- _WHAT YOU SHOULD DO_:
Count the lines below with the string "ChatMessage" in them. Only the number should be given.
******************************
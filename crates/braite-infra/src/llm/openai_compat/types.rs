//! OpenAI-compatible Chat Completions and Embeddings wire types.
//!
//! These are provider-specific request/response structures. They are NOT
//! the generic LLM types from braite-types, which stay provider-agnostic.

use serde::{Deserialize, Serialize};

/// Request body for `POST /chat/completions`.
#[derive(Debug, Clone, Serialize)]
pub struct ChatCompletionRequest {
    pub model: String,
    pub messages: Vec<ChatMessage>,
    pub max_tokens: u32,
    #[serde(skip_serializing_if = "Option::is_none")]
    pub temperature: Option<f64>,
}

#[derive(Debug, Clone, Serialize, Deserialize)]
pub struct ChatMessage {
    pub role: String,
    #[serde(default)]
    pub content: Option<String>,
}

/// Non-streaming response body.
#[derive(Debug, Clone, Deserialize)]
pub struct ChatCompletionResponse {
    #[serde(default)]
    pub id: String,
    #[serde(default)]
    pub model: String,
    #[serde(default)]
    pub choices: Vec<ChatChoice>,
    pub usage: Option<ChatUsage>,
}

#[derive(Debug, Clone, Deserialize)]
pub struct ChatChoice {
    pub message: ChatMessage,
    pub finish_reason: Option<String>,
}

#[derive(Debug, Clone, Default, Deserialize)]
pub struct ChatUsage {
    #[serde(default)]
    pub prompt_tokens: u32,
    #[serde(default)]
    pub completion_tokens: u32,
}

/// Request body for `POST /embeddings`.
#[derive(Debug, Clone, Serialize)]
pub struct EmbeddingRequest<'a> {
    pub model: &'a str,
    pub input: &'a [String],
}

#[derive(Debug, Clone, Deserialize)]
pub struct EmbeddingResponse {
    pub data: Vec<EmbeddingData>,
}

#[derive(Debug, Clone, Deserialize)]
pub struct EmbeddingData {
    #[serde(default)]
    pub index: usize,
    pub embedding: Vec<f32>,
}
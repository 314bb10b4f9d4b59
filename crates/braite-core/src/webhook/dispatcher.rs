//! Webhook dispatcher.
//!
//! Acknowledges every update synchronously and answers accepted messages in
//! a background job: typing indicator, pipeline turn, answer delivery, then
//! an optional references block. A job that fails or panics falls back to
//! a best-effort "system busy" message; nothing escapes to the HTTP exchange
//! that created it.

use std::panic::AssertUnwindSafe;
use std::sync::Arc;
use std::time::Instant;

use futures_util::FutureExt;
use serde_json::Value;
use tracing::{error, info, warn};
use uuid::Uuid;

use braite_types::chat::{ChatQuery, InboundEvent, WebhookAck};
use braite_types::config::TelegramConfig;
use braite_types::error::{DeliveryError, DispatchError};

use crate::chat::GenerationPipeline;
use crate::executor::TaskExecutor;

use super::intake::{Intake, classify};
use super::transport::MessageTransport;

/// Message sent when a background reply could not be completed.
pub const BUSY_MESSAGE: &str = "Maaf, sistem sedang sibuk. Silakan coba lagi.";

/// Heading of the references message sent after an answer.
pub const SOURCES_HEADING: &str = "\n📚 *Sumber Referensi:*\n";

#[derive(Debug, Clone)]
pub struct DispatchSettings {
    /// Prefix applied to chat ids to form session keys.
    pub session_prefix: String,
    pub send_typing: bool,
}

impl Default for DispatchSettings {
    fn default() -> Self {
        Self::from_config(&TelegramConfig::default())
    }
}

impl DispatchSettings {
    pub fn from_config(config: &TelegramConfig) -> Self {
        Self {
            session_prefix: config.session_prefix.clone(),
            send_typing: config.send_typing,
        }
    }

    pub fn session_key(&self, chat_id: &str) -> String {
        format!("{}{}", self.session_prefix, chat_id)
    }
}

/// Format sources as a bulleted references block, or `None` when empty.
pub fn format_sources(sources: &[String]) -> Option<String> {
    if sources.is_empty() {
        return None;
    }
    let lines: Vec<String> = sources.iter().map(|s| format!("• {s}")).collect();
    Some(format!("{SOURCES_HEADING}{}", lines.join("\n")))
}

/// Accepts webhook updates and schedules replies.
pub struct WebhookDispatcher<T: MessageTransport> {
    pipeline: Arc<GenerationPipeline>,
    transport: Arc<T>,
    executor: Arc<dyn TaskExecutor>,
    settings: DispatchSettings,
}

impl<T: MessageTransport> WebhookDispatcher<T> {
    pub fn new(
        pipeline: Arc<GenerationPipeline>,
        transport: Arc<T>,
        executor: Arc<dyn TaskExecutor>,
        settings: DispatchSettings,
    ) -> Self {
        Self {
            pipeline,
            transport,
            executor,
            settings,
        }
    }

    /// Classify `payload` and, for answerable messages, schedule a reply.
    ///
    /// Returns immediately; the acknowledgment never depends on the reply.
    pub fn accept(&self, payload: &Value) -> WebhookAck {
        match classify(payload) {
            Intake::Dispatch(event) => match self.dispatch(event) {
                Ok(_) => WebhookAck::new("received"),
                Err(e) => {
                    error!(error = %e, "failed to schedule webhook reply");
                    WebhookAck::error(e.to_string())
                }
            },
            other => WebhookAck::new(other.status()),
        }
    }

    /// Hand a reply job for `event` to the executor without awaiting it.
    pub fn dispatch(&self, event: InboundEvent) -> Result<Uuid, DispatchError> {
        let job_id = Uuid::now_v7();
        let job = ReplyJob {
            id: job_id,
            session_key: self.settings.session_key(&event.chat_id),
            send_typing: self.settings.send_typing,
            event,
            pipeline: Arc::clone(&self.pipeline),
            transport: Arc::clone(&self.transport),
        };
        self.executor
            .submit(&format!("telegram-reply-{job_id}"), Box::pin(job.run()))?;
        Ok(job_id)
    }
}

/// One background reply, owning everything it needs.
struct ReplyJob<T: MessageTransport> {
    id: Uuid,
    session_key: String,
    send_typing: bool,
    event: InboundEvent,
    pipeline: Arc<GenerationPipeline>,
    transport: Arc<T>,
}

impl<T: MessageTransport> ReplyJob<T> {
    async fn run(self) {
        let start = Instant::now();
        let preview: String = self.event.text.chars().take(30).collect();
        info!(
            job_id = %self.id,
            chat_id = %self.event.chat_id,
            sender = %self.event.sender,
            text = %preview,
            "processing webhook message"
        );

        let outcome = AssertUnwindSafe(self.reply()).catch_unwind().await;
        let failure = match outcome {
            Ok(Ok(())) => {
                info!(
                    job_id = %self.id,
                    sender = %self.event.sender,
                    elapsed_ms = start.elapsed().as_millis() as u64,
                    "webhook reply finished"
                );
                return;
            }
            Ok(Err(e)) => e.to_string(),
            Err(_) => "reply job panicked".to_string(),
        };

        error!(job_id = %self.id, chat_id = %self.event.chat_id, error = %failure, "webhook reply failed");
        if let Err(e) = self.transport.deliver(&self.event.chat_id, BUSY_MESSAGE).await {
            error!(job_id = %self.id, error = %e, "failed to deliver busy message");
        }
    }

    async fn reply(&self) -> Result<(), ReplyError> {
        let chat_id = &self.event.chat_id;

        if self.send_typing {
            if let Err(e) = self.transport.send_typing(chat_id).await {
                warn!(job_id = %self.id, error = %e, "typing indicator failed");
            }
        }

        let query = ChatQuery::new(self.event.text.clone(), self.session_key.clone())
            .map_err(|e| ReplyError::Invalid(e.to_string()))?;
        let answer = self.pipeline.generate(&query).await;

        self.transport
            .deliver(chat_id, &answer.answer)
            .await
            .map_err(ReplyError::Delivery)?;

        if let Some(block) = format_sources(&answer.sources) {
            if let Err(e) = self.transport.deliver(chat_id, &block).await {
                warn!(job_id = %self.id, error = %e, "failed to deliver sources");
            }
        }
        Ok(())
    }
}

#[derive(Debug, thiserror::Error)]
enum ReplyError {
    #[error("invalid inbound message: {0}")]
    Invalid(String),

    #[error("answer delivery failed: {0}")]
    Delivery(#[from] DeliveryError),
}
******************************
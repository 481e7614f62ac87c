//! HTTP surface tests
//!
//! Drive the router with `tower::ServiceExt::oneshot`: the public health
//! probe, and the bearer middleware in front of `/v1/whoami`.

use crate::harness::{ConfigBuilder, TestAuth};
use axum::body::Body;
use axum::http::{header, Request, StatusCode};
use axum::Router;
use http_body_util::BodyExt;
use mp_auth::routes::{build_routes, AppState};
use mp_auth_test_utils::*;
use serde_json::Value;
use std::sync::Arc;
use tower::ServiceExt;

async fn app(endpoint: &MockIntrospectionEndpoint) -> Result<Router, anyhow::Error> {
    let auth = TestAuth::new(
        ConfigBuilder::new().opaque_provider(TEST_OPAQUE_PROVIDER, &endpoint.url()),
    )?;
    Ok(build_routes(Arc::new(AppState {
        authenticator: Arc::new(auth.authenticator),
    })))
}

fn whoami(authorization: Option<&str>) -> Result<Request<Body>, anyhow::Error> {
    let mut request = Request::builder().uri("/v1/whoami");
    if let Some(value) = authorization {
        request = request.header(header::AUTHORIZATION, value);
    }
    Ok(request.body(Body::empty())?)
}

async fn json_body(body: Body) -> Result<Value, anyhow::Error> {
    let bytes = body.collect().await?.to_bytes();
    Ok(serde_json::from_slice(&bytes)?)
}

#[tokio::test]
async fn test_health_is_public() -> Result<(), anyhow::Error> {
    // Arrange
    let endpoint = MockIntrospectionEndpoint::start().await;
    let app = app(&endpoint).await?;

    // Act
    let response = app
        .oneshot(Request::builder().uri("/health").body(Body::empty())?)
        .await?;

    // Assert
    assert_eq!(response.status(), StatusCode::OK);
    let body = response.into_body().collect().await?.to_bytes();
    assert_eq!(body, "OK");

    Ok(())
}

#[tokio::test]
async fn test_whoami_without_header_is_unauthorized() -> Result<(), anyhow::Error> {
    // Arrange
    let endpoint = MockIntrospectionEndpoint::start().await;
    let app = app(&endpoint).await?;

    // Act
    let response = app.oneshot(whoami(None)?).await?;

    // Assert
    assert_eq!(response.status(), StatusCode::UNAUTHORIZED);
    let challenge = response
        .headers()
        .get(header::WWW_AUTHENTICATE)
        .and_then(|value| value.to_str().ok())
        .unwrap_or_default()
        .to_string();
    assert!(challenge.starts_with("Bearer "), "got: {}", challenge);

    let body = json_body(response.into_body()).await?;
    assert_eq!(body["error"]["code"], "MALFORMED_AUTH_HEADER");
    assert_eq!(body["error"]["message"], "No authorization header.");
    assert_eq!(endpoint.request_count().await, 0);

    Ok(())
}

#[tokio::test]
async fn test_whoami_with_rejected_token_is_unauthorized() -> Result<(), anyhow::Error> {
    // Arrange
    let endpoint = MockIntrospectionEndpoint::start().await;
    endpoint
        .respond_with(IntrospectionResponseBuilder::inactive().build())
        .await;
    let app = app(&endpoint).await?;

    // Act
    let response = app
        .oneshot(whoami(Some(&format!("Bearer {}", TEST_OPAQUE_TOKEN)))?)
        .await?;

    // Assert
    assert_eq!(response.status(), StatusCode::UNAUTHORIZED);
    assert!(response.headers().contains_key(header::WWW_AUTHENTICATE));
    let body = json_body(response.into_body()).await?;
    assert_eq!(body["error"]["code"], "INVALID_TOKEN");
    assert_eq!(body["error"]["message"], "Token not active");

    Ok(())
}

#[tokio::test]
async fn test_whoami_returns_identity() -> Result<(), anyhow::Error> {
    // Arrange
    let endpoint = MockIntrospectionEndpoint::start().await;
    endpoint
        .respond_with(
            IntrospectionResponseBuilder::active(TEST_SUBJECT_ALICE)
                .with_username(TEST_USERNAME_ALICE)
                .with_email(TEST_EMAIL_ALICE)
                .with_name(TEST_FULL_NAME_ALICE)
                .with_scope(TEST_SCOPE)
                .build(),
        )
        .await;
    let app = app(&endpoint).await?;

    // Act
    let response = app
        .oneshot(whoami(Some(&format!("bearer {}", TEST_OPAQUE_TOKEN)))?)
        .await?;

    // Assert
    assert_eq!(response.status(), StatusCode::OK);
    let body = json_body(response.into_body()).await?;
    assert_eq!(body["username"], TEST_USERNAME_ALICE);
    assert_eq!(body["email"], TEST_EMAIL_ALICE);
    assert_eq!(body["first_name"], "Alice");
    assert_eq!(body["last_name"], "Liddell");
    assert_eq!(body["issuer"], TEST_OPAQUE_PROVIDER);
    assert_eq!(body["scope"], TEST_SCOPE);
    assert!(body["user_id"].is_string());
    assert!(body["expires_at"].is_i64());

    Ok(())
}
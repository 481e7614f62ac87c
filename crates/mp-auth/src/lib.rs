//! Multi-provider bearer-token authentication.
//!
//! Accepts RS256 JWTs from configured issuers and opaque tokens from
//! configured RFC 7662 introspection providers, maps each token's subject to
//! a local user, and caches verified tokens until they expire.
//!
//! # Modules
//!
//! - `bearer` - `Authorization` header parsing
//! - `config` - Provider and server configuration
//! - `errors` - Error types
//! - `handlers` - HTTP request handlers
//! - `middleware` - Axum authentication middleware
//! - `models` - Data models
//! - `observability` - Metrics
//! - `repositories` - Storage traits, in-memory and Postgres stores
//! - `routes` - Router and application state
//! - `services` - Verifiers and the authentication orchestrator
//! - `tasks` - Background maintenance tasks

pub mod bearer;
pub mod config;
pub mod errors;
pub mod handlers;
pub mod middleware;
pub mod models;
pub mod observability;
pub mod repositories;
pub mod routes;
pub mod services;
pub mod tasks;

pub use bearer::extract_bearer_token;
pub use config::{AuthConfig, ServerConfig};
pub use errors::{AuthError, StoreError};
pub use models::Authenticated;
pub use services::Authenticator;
******************************
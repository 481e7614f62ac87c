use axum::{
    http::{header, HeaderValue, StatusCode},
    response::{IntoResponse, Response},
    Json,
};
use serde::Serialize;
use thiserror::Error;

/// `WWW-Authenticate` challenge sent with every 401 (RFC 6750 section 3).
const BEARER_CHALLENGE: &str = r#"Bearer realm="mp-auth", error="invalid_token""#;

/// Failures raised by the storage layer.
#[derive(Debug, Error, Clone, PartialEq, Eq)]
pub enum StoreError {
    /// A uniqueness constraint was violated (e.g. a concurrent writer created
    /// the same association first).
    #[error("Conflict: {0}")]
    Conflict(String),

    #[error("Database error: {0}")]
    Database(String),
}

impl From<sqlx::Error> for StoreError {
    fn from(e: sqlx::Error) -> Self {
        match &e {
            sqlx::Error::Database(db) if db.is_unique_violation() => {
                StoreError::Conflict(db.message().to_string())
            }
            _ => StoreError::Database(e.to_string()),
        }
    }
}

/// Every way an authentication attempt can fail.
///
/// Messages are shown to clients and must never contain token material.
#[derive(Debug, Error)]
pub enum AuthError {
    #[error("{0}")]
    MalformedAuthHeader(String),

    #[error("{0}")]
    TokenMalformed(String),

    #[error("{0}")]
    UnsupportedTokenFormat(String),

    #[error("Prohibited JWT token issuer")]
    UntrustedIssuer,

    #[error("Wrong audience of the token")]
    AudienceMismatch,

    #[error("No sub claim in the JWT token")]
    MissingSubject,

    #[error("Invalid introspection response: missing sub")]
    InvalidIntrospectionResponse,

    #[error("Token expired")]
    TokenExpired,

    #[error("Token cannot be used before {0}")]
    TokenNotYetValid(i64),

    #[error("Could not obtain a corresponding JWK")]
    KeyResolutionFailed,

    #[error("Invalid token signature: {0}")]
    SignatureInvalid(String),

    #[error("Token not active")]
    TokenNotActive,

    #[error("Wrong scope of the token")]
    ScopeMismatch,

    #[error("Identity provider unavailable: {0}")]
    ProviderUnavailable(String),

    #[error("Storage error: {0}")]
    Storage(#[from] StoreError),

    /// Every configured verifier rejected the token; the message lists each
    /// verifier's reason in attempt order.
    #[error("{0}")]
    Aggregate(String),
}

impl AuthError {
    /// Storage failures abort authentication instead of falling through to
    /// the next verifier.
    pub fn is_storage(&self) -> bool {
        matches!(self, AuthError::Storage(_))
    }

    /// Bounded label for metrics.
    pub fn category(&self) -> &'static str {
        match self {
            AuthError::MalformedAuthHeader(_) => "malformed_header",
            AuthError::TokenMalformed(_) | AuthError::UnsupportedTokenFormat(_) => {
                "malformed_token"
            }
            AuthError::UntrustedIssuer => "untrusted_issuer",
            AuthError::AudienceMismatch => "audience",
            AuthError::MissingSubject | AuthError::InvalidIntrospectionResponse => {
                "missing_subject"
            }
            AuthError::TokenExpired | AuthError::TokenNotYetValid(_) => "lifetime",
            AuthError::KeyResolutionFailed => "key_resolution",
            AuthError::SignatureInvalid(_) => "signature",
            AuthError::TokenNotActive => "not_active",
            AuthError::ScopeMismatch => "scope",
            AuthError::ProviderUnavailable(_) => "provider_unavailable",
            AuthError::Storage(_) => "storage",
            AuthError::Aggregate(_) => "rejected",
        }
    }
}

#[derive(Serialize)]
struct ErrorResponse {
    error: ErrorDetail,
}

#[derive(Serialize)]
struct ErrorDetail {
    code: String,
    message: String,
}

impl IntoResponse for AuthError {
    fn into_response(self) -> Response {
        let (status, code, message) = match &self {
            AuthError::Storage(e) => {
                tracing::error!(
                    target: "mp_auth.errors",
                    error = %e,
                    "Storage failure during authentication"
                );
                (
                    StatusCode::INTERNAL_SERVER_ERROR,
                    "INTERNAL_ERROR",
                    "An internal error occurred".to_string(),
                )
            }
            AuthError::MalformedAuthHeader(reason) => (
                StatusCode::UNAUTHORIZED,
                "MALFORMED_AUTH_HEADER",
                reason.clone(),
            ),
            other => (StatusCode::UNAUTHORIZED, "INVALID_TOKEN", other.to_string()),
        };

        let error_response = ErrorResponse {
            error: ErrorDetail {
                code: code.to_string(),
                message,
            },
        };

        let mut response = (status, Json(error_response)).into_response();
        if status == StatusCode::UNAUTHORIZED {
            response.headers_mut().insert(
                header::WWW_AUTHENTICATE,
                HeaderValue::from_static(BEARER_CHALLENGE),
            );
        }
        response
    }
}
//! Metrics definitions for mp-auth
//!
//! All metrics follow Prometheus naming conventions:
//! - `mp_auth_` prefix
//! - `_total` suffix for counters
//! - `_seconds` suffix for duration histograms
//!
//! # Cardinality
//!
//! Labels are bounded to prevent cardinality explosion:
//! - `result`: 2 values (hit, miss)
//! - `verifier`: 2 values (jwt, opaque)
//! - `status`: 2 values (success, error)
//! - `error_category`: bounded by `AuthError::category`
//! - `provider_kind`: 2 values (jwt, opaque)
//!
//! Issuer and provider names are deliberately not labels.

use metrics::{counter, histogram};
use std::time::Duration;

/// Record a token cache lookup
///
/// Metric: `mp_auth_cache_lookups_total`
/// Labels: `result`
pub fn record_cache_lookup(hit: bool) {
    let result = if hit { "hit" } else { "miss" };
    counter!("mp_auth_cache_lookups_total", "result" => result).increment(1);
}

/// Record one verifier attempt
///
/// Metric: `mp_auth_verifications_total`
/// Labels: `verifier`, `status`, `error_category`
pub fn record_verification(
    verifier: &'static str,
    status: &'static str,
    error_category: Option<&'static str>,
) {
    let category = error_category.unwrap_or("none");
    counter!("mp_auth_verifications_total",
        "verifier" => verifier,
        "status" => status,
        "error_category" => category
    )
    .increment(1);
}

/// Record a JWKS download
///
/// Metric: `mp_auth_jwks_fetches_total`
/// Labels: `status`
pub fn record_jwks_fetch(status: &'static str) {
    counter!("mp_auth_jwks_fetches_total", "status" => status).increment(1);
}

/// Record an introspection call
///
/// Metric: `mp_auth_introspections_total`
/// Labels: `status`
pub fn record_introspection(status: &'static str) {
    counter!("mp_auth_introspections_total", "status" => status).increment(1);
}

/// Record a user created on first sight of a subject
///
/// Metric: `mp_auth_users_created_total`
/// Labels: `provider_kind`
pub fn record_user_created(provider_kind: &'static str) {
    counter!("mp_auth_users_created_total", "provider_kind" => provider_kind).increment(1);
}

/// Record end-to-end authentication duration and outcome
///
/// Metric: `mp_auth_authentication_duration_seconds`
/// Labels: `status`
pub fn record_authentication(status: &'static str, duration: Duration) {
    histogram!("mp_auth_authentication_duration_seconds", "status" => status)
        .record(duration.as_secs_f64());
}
******************************
- _SOLUTION FOR THIS EXERCISE_:
3